HC Deb 14 April 1994 vol 241 cc408-10
7. Mr. Riddick

To ask the Chancellor of the Exchequer whether he will name the countries which have requested advice on (a) privatisation or (b) nationalisation of key industries; and if he will make a statement.

Mr. Portillo

Governments all over the world now favour privatisation over nationalisation. A very wide range of countries seek to share the United Kingdom's unparalleled privatisation expertise.

Mr. Riddick

Is my right hon. Friend aware that countries around the world are creating free markets, reducing tariffs, abolishing regulations and privatising state-run companies because they know that such policies will lead to increased prosperity and freedom? Are not those countries following Britain's lead? Is not that free enterprise approach complete anathema to the socialists on the Opposition Benches? That is why, despite our current difficulties, the Opposition will stay exactly where they are.

Mr. Portillo

My hon. Friend is right. Countries in every corner of the world are following policies of competition, deregulation, privatisation, lower tariffs, free trade, free markets and political freedom. They believe that the United Kingdom's invented many of those concepts and has exported those concepts to them. There is no question of the United Kingdom being isolated within Europe—the United Kingdom is fighting every day to make sure that Europe, and the Labour party, is not isolated in the world against that trend.

Mrs. Mahon

Is the Chief Secretary seriously telling the House that he is proud that the mines have been privatised? Does he think that that is a success story? Is he aware that my hon. Friend the Member for Cynon Valley (Mrs. Clwyd) is currently meeting miners underground at the only remaining pit in Wales? Is that something of which he is proud? Will he now—even at this late stage—persuade his right hon. and hon. Friends to tell the Coal Board to stop playing cat and mouse with the decent men and women whose livelihoods depend on that pit and to put that pit into the coal review procedure?

Mr. Portillo

I am proud of every privatisation that has taken place. All the public services that have been privatised have become no less public—and the services have become a great deal better.

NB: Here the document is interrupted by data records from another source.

use bevy::math::Vec3;

use crate::engine::error::SensorError;
use crate::engine::sensor::frame::{ColorFrame, DepthFrame, JointId, Skeleton, SkeletonJoint};
use crate::engine::sensor::source::SensorFrameSource;

const BACKDROP_DEPTH_MM: u16 = 3000;
const SUBJECT_DEPTH_MM: u16 = 1500;
const FRAME_RATE: f64 = 30.0;
const SUBJECT_LABEL: u8 = 1;

/// Joint offsets from the spine, metres.
const JOINT_OFFSETS: [(JointId, [f32; 3]); 20] = [
    (JointId::HipCenter, [0.0, -0.15, 0.0]),
    (JointId::Spine, [0.0, 0.0, 0.0]),
    (JointId::ShoulderCenter, [0.0, 0.3, 0.0]),
    (JointId::Head, [0.0, 0.5, 0.0]),
    (JointId::ShoulderLeft, [-0.2, 0.28, 0.0]),
    (JointId::ElbowLeft, [-0.3, 0.05, 0.0]),
    (JointId::WristLeft, [-0.35, -0.15, 0.0]),
    (JointId::HandLeft, [-0.37, -0.22, 0.0]),
    (JointId::ShoulderRight, [0.2, 0.28, 0.0]),
    (JointId::ElbowRight, [0.3, 0.05, 0.0]),
    (JointId::WristRight, [0.35, -0.15, 0.0]),
    (JointId::HandRight, [0.37, -0.22, 0.0]),
    (JointId::HipLeft, [-0.1, -0.2, 0.0]),
    (JointId::KneeLeft, [-0.1, -0.6, 0.0]),
    (JointId::AnkleLeft, [-0.1, -0.95, 0.0]),
    (JointId::FootLeft, [-0.1, -1.0, 0.08]),
    (JointId::HipRight, [0.1, -0.2, 0.0]),
    (JointId::KneeRight, [0.1, -0.6, 0.0]),
    (JointId::AnkleRight, [0.1, -0.95, 0.0]),
    (JointId::FootRight, [0.1, -1.0, 0.08]),
];

/// Stand-in device: a static backdrop with one subject swaying across it.
///
/// Produces depth with user labels, a colour frame and two skeletons per
/// tick, the first of which is only partially tracked.
pub struct SyntheticSensor {
    width: u32,
    height: u32,
    failed_starts_remaining: u32,
    capturing: bool,
    frame_index: u64,
}

impl SyntheticSensor {
    pub fn new(width: u32, height: u32) -> Self {
        Self {
            width,
            height,
            failed_starts_remaining: 0,
            capturing: false,
            frame_index: 0,
        }
    }

    /// Refuse the first `count` start requests.
    pub fn with_failed_starts(mut self, count: u32) -> Self {
        self.failed_starts_remaining = count;
        self
    }

    fn timestamp(&self) -> f64 {
        self.frame_index as f64 / FRAME_RATE
    }

    /// Subject centre and radii in pixels for the current frame.
    fn subject_ellipse(&self) -> (f32, f32, f32, f32) {
        let sway = (self.frame_index as f32 * 0.05).sin();
        let cx = self.width as f32 * (0.5 + 0.25 * sway);
        let cy = self.height as f32 * 0.5;
        (cx, cy, self.width as f32 * 0.1, self.height as f32 * 0.35)
    }

    fn in_subject(&self, x: u32, y: u32) -> bool {
        let (cx, cy, rx, ry) = self.subject_ellipse();
        let dx = (x as f32 - cx) / rx;
        let dy = (y as f32 - cy) / ry;
        dx * dx + dy * dy <= 1.0
    }

    fn spine_position(&self) -> Vec3 {
        let (cx, _, _, _) = self.subject_ellipse();
        let x = (cx / self.width as f32 - 0.5) * 2.0;
        Vec3::new(x, 0.1, SUBJECT_DEPTH_MM as f32 / 1000.0)
    }
}

impl SensorFrameSource for SyntheticSensor {
    fn start(&mut self) -> Result<(), SensorError> {
        if self.failed_starts_remaining > 0 {
            self.failed_starts_remaining -= 1;
            return Err(SensorError::StartFailed("device is still initialising".into()));
        }
        self.capturing = true;
        Ok(())
    }

    fn stop(&mut self) {
        self.capturing = false;
    }

    fn is_capturing(&self) -> bool {
        self.capturing
    }

    fn poll_depth_frame(&mut self) -> Option<DepthFrame> {
        if !self.capturing {
            return None;
        }
        self.frame_index += 1;

        let pixel_count = (self.width * self.height) as usize;
        let mut samples = Vec::with_capacity(pixel_count);
        let mut labels = Vec::with_capacity(pixel_count);
        for y in 0..self.height {
            for x in 0..self.width {
                if self.in_subject(x, y) {
                    samples.push(SUBJECT_DEPTH_MM);
                    labels.push(SUBJECT_LABEL);
                } else {
                    // Floor slopes away towards the top of the image.
                    samples.push(BACKDROP_DEPTH_MM + (self.height - y) as u16 * 2);
                    labels.push(0);
                }
            }
        }

        Some(
            DepthFrame::new(self.width, self.height, self.timestamp(), samples)
                .with_user_labels(labels),
        )
    }

    fn poll_color_frame(&mut self) -> Option<ColorFrame> {
        if !self.capturing {
            return None;
        }
        let mut pixels = Vec::with_capacity((self.width * self.height) as usize);
        for y in 0..self.height {
            for x in 0..self.width {
                let shade = (y * 255 / self.height.max(1)) as u8;
                if self.in_subject(x, y) {
                    pixels.push([230, 140, 90, 255]);
                } else {
                    pixels.push([60, 70, shade.saturating_add(80), 255]);
                }
            }
        }
        Some(ColorFrame {
            width: self.width,
            height: self.height,
            timestamp: self.timestamp(),
            pixels,
        })
    }

    fn poll_skeletons(&mut self) -> Option<Vec<Skeleton>> {
        if !self.capturing {
            return None;
        }
        let spine = self.spine_position();
        let full = Skeleton {
            tracking_id: 1,
            joints: JOINT_OFFSETS
                .iter()
                .map(|(id, offset)| SkeletonJoint {
                    id: *id,
                    position: spine + Vec3::from_array(*offset),
                })
                .collect(),
        };
        // A second user half out of frame.
        let partial = Skeleton {
            tracking_id: 2,
            joints: JOINT_OFFSETS[..8]
                .iter()
                .map(|(id, offset)| SkeletonJoint {
                    id: *id,
                    position: Vec3::new(1.2, 0.0, 2.5) + Vec3::from_array(*offset),
                })
                .collect(),
        };
        Some(vec![partial, full])
    }

    fn name(&self) -> &str {
        "synthetic"
    }
}

#[cfg(test)]
mod tests {
    use super::*;

    #[test]
    fn refuses_configured_starts_then_streams() {
        let mut sensor = SyntheticSensor::new(8, 6).with_failed_starts(2);
        assert!(sensor.start().is_err());
        assert!(sensor.start().is_err());
        assert!(sensor.poll_depth_frame().is_none());

        sensor.start().unwrap();
        let frame = sensor.poll_depth_frame().unwrap();
        assert_eq!(frame.pixel_count(), 48);
        assert_eq!(frame.user_labels.as_ref().map(Vec::len), Some(48));
    }

    #[test]
    fn labels_mark_the_subject_only() {
        let mut sensor = SyntheticSensor::new(40, 30);
        sensor.start().unwrap();
        let frame = sensor.poll_depth_frame().unwrap();
        let labels = frame.user_labels.unwrap();

        for (depth, label) in frame.samples.iter().zip(labels) {
            if label > 0 {
                assert_eq!(*depth, SUBJECT_DEPTH_MM);
            } else {
                assert!(*depth >= BACKDROP_DEPTH_MM);
            }
        }
    }

    #[test]
    fn reports_one_full_skeleton_after_a_partial_one() {
        let mut sensor = SyntheticSensor::new(40, 30);
        sensor.start().unwrap();
        let skeletons = sensor.poll_skeletons().unwrap();

        assert_eq!(skeletons.len(), 2);
        assert!(skeletons[0].tracked_joint_count() < 20);
        assert_eq!(skeletons[1].tracked_joint_count(), 20);
        assert!(skeletons[1].joint(JointId::Spine).is_some());
    }
}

In the past few months, the United Kingdom has been asked to give advice to Brazil, Chile, Japan, South Korea, India, Indonesia, Croatia, Gambia, Angola, Australia, Ecuador, Sweden, France, Singapore and New Zealand. I assume that North Korea and Cuba look to the Labour party for their advice.

Sir Peter Tapsell

Yesterday's announcement on interest rates will be widely seen as a possible further step towards the privatisation of the Bank of England. Will my right hon. Friend bear in mind the real danger that, if discussions and disagreements between the Chancellor and the Governor on interest rates are to become publicised within six weeks of the event, it will almost certainly have an unsettling effect on the bond, stock and currency markets?

When such disputes become public, especially when one of the participants is arguing for an increase in interest rates, it could easily lead to an immediate collapse of the gilt market and a large inflow of hot money into sterling. Is my right hon. Friend aware that, to me, that looks to be a speculator's charter like the exchange rate mechanism?

Mr. Portillo

My hon. Friend's views on the subject are known and I look forward to studying some of his speeches again. It is undoubtedly the case that my right hon. and learned Friend has taken a courageous decision by publishing those minutes. In the past 18 months, we have taken decisive steps forward in increasing transparency and the credibility of our monetary policy. That is necessary to give investors and business men confidence. The fact that such confidence exists is shown by the healthy inflow of funds and by the number of countries and companies willing to invest in Britain because they have confidence that monetary decisions here are taken for economic and not political reasons.

Mr. Nicholas Brown

When the French, Germans and Japanese ring him to ask how they can make their countries more like Conservative Britain, does the Chief Secretary draw to their attention the Public Accounts Committee reports that followed each and every privatisation? Does he draw their attention to the fact that the PAC found that many of the privatisations were pump primed at the taxpayers' expense, that privatisations did not represent true value for money and that, in the case of the public utilities, the prices of electricity, gas, telephones and water have all increased ahead of inflation since 1979?

Mr. Portillo

Most of the countries are well able to read the facts for themselves and have seen that prices have been falling in the former nationalised industries and standards of service rising. Quite honestly, if the French Minister who has been presented with a bill for FF 20 billion by Air France rang up, he would think that whatever we had done in this country was good value.

Dr. Spink

Just to get it clear, can my right hon. Friend confirm that since privatisation in 1986, the price of domestic gas has fallen in real terms by 23 per cent. and that the price of electricity has fallen in the past two years by 6 per cent. and is set to fall again this year? Is not that good news for the economy and for domestic consumers?

Mr. Portillo

My hon. Friend is right and his figures are extremely close to the ones that I have in front of me. Not only have prices been falling, but standards of service have been rising and the satisfaction of customers is the most decisive factor of all. When hon. Members comment today, as they sometimes do, about infrastructure in Britain they are not saying that the infrastructure of British Telecom and the gas, water and electricity industries is poor. Members of Parliament and my hon. Friends do not receive complaints about those industries because they are making the necessary capital investment and providing a good standard of service to their customers.